Because it relies on remaining growth, timing matters. If the deformity is identified too late or the growth plates have already fused, guided growth won’t work, and more involved surgical correction becomes necessary.
Treatment for Adults
Adults with symptomatic genu valgum don’t have active growth plates, so correction requires a different approach. Distal femoral osteotomy is a joint-preserving surgery where the surgeon cuts the lower thighbone and realigns it to shift weight-bearing back toward the center of the knee. This unloads the damaged lateral compartment and can delay or prevent the need for a knee replacement.

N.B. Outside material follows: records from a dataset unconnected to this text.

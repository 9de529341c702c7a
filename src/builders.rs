//! The styled blocks the guides are made of: callouts, numbered steps, data tables and
//! table of contents rows. Each builder returns a finished node owning its children.

use serde::{Deserialize, Serialize};
use std::str::FromStr;

use crate::{
    error::ContextError,
    flowables::RenderNode,
    guide::CalloutLabels,
    paragraph::Paragraph,
    pdf::{centimeters_to_points, A4_WIDTH},
    style::{
        Alignment, Color, StyleName, StyleRegistry, BODY_TEXT, BORDER_COLOR, COD_GRAY, LIGHT_BG,
        MANDARIN, SECTION_BG, WHITE,
    },
    table::{CellContent, CellRange, Rule, Table, TableCommand, VerticalAlignment},
};

/// Width between the 2cm side margins of an A4 page.
pub fn printable_width() -> f32 {
    A4_WIDTH - centimeters_to_points(4.0)
}

/// Width of the text column of the numbered steps and of the table of contents rows.
fn content_column_width() -> f32 {
    A4_WIDTH - centimeters_to_points(4.5)
}

/// The palette of a callout box.
#[derive(Clone, Copy, Debug, PartialEq, Eq, Serialize, Deserialize)]
#[serde(rename_all = "lowercase")]
pub enum TipKind {
    Tip,
    #[serde(alias = "warn")]
    Warning,
    Info,
}

impl TipKind {
    /// Background color, border color and text style.
    pub fn palette(&self) -> (Color, Color, StyleName) {
        match self {
            TipKind::Tip => (
                Color::from_rgb(0xE8, 0xF5, 0xE9),
                Color::from_rgb(0x4C, 0xAF, 0x50),
                StyleName::TipText,
            ),
            TipKind::Warning => (
                Color::from_rgb(0xFF, 0xF8, 0xE1),
                Color::from_rgb(0xFF, 0x98, 0x00),
                StyleName::WarnText,
            ),
            TipKind::Info => (
                Color::from_rgb(0xE3, 0xF2, 0xFD),
                Color::from_rgb(0x21, 0x96, 0xF3),
                StyleName::InfoText,
            ),
        }
    }
}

Recovery follows a fairly predictable timeline. Patients are typically limited to partial weight-bearing for the first 5 to 6 weeks, then gradually progress to full weight-bearing by 6 to 12 weeks. Returning to sports takes considerably longer, ranging from about 8 to 17 months across published studies.
Can Exercise Correct Knock-Knees?
Strengthening exercises targeting the hip and lower leg muscles are frequently recommended for people with knock-knee alignment, particularly athletes. The logic is that stronger hip stabilizers (especially the gluteus medius) can help control the knee’s inward drift during movement. In practice, the evidence is limited. One randomized controlled trial found that a 6-week program targeting the gluteus medius and lower leg muscles in young football players did not significantly reduce knee valgus angles or improve dynamic balance.
This doesn’t mean exercise is useless. Strengthening the muscles around the hip and knee can reduce symptoms, improve functional stability, and protect against injury even if it doesn’t change the underlying bone alignment. For structural genu valgum caused by bone deformity rather than muscle weakness, exercise alone won’t straighten the legs. The distinction matters: dynamic valgus (the knee collapsing inward during movement due to poor muscle control) can improve with training, while structural valgus (the bones themselves are angled) requires surgical correction if it’s causing problems.